Although Krauss says he’s wary of hero worship in his laudatory introduction, he nonetheless finds himself asking "What Would Noam Chomsky Do" when faced with a dilemma. He also points out that Chomsky has been "marginalized in U.S. media" for his anti-war, anarchist political views. Those views, of course, come widely into play during the conversation, which ranges from the theory and purpose of education—a subject Chomsky has expounded on a great deal in books and interviews—to the fate of political dissidents throughout history.
Chomsky also gives us his views on science and technology, particularly in the Q&A portion of the talk above, in which he answers questions about artificial intelligence—another subject he’s touched on in the past—and animal experimentation, among a great many other topics. Krauss mostly hangs back during the initial discussion but takes a more active role in the session above, offering views on medical and scientific ethics that will be familiar to those who follow his atheist activism and championing of rationality over religious dogma.
What you won’t see in the video above is a conversation Chomsky and Krauss had with Motherboard’s Daniel Oberhaus, who caught up with both thinkers during the ASU event to get their take on what he calls "another great space race." As Oberhaus makes clear, the current competition is not necessarily between global superpowers, but—as with so much modern research and development—between public and private entities, such as NASA and Space X. As we briefly discussed in a post yesterday on the huge amount of public domain space photography freely available for use, private space exploration makes research proprietary, mitigating the potential public benefits of government programs.

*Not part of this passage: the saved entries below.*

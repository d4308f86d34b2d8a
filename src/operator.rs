use std::{sync::Arc, time::Duration};

use chrono::{DateTime, Utc};
use futures::StreamExt;
use k8s_openapi::{
    api::{
        apps::v1::StatefulSet,
        core::v1::{ConfigMap, PersistentVolumeClaim, Secret},
    },
    NamespaceResourceScope,
};
use kube::{
    api::ListParams,
    runtime::{
        controller::Action,
        events::{Event, EventType, Recorder, Reporter},
        watcher::Config,
        Controller,
    },
    Api, Client, Resource,
};
use serde::Serialize;
use tokio::sync::RwLock;
use tracing::{error, field, info, instrument, warn, Span};

use crate::{
    config::OperatorConfig,
    reconcilers::{self, watch::pgadmins_for_cluster, Context},
    resources::{PGAdmin, PostgresCluster},
    store::{KubeStore, ObjectKey},
    telemetry, Error, Metrics, Result,
};

/// Diagnostics to be exposed by the web server
#[derive(Clone, Serialize)]
pub struct Diagnostics {
    pub last_event: DateTime<Utc>,
    #[serde(skip)]
    pub reporter: Reporter,
}
impl Default for Diagnostics {
    fn default() -> Self {
        Self {
            last_event: Utc::now(),
            reporter: "pgadmin-operator".into(),
        }
    }
}
impl Diagnostics {
    pub fn recorder(&self, client: Client, pgadmin: &PGAdmin) -> Recorder {
        Recorder::new(client, self.reporter.clone(), pgadmin.object_ref(&()))
    }
}

/// State shared between the controller and the web server
#[derive(Clone, Default)]
pub struct State {
    /// Diagnostics populated by the reconciler
    diagnostics: Arc<RwLock<Diagnostics>>,
    /// Metrics registry
    registry: prometheus::Registry,
}

/// State wrapper around the controller outputs for the web server
impl State {
    /// Metrics getter
    pub fn metrics(&self) -> Vec<prometheus::proto::MetricFamily> {
        self.registry.gather()
    }

    /// State getter
    pub async fn diagnostics(&self) -> Diagnostics {
        self.diagnostics.read().await.clone()
    }

    // Create a Controller Context that can update State
    fn to_context(
        &self,
        client: Client,
        config: &OperatorConfig,
    ) -> Result<Arc<ControllerContext>, anyhow::Error> {
        Ok(Arc::new(ControllerContext {
            reconciler: Context {
                store: Arc::new(KubeStore::new(client.clone(), config.request_timeout())),
                images: Arc::new(config.image_resolver()),
                field_owner: config.field_owner.clone(),
            },
            client,
            metrics: Metrics::default().register(&self.registry)?,
            diagnostics: self.diagnostics.clone(),
        }))
    }
}

/// Everything a reconciliation started by the controller has access to
struct ControllerContext {
    /// Dependencies of the reconciliation pipeline
    reconciler: Context,
    /// Kubernetes client, used for events
    client: Client,
    /// Prometheus metrics
    metrics: Metrics,
    /// Diagnostics read by the web server
    diagnostics: Arc<RwLock<Diagnostics>>,
}

pub struct PGAdminController {
    state: State,
}

impl PGAdminController {
    pub fn new(state: State) -> Self {
        Self { state }
    }

    /// Initialize the controller and shared state (given the crd is installed)
    pub async fn run(self, config: OperatorConfig) -> Result<(), anyhow::Error> {
        // Get a k8s client for communicating with the cluster
        let client = Client::try_default().await?;

        // Create fetchers for everything we watch, optionally limited to one namespace
        let pgadmins = scoped::<PGAdmin>(&client, config.namespace.as_deref());
        let clusters = scoped::<PostgresCluster>(&client, config.namespace.as_deref());

        // Test that we can actually query for our CRDs (a.k.a. they are installed)
        if let Err(e) = pgadmins.list(&ListParams::default().limit(1)).await {
            error!("CRD is not queryable; {e:?}. Is the CRD installed?");
            info!("Installation: cargo run --bin crdgen | kubectl apply -f -");
            return Err(e.into());
        }

        // Create a new k8s controller for our CRD resources
        let watching_config = Config::default().any_semantic();
        let controller = Controller::new(pgadmins, watching_config.clone());

        // PostgresClusters are not owned, so map them through the PGAdmins we already know of
        let known = controller.store();

        controller
            .shutdown_on_signal()
            .owns(scoped::<Secret>(&client, config.namespace.as_deref()), watching_config.clone())
            .owns(scoped::<ConfigMap>(&client, config.namespace.as_deref()), watching_config.clone())
            .owns(
                scoped::<PersistentVolumeClaim>(&client, config.namespace.as_deref()),
                watching_config.clone(),
            )
            .owns(
                scoped::<StatefulSet>(&client, config.namespace.as_deref()),
                watching_config.clone(),
            )
            .watches(clusters, watching_config, move |cluster| {
                let pgadmins = known.state();
                pgadmins_for_cluster(&cluster, pgadmins.iter().map(Arc::as_ref))
            })
            .run(reconcile, error_policy, self.state.to_context(client, &config)?)
            .filter_map(|x| async move { x.ok() })
            .for_each(|_| futures::future::ready(()))
            .await;

        Ok(())
    }
}

fn scoped<K>(client: &Client, namespace: Option<&str>) -> Api<K>
where
    K: Resource<Scope = NamespaceResourceScope>,
    <K as Resource>::DynamicType: Default,
{
    match namespace {
        Some(namespace) => Api::namespaced(client.clone(), namespace),
        None => Api::all(client.clone()),
    }
}

/// Main reconciler for PGAdmins
#[instrument(skip(ctx, pgadmin), fields(trace_id))]
async fn reconcile(pgadmin: Arc<PGAdmin>, ctx: Arc<ControllerContext>) -> Result<Action> {
    // Add some tracing for debugging's sake
    let trace_id = telemetry::get_trace_id();

    // Take some metrics to see the average reconcile time
    Span::current().record("trace_id", &field::display(&trace_id));
    let _timer = ctx.metrics.count_and_measure();
    ctx.diagnostics.write().await.last_event = Utc::now();

    // Reconcile against a fresh copy, the cached one may be stale
    let key = ObjectKey::of(pgadmin.as_ref())?;
    info!(r#"Starting PGAdmin reconciliation for "{key}""#);
    let result = reconcilers::reconcile(&key, &ctx.reconciler).await;

    if let Err(error) = &result {
        let recorder = ctx
            .diagnostics
            .read()
            .await
            .recorder(ctx.client.clone(), &pgadmin);
        let published = recorder
            .publish(Event {
                type_: EventType::Warning,
                reason: "ReconcileFailed".into(),
                note: Some(error.to_string()),
                action: "Reconciling".into(),
                secondary: None,
            })
            .await;
        if let Err(e) = published {
            warn!("Failed to publish event for {key}: {e}");
        }
    }

    result
}

/// Error handler for failed reconciliations
fn error_policy(pgadmin: Arc<PGAdmin>, error: &Error, ctx: Arc<ControllerContext>) -> Action {
    error!("reconcile failed: {:?}", error);
    ctx.metrics.reconcile_failure(&pgadmin, error);
    requeue_for(error)
}

/// How long to wait before retrying after `error`.
///
/// A spec that failed validation is only retried once it changes.
fn requeue_for(error: &Error) -> Action {
    if error.is_validation() {
        Action::await_change()
    } else if error.is_conflict() {
        Action::requeue(Duration::from_secs(1))
    } else {
        Action::requeue(Duration::from_secs(5))
    }
}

As Chomsky puts it, "the environment, the commons… they’re a common possession, but space is even more so. For individuals to allow institutions like corporations to have any control over it is devastating in its consequences. It will also almost certainly undermine serious research." He refers to the example of most modern computing—developed under publicly-funded government programs, then marketed and sold back to us by corporations. Krauss makes a case for unmanned space exploration as the cost-effective option, and both thinkers discuss the problem of militarizing space, the ultimate goal of Cold War space programs before the fall of the Soviet Union. The conversation is rich and revealing and makes an excellent supplement to the already rich discussion Krauss and Chomsky have in the videos above.
Related Content:
The Origins Project Brings Together Neil DeGrasse Tyson, Richard Dawkins, Lawrence Krauss, Bill Nye, Ira Flatow, and More on One Stage
Noam Chomsky Spells Out the Purpose of Education
Noam Chomsky Explains Where Artificial Intelligence Went Wrong
Josh Jones is a writer and musician based in Durham, NC. Follow him at @jdmagness
Watch Noam Chomsky & Lawrence Krauss Talk About Education, Political Activism, Technology & More Before a Sold-Out Crowd is a post from: Open Culture. Follow us on Facebook, Twitter, and Google Plus, or get our Daily Email. And don't miss our big collections of Free Online Courses, Free Online Movies, Free eBooks, Free Audio Books, Free Foreign Language Lessons, and MOOCs.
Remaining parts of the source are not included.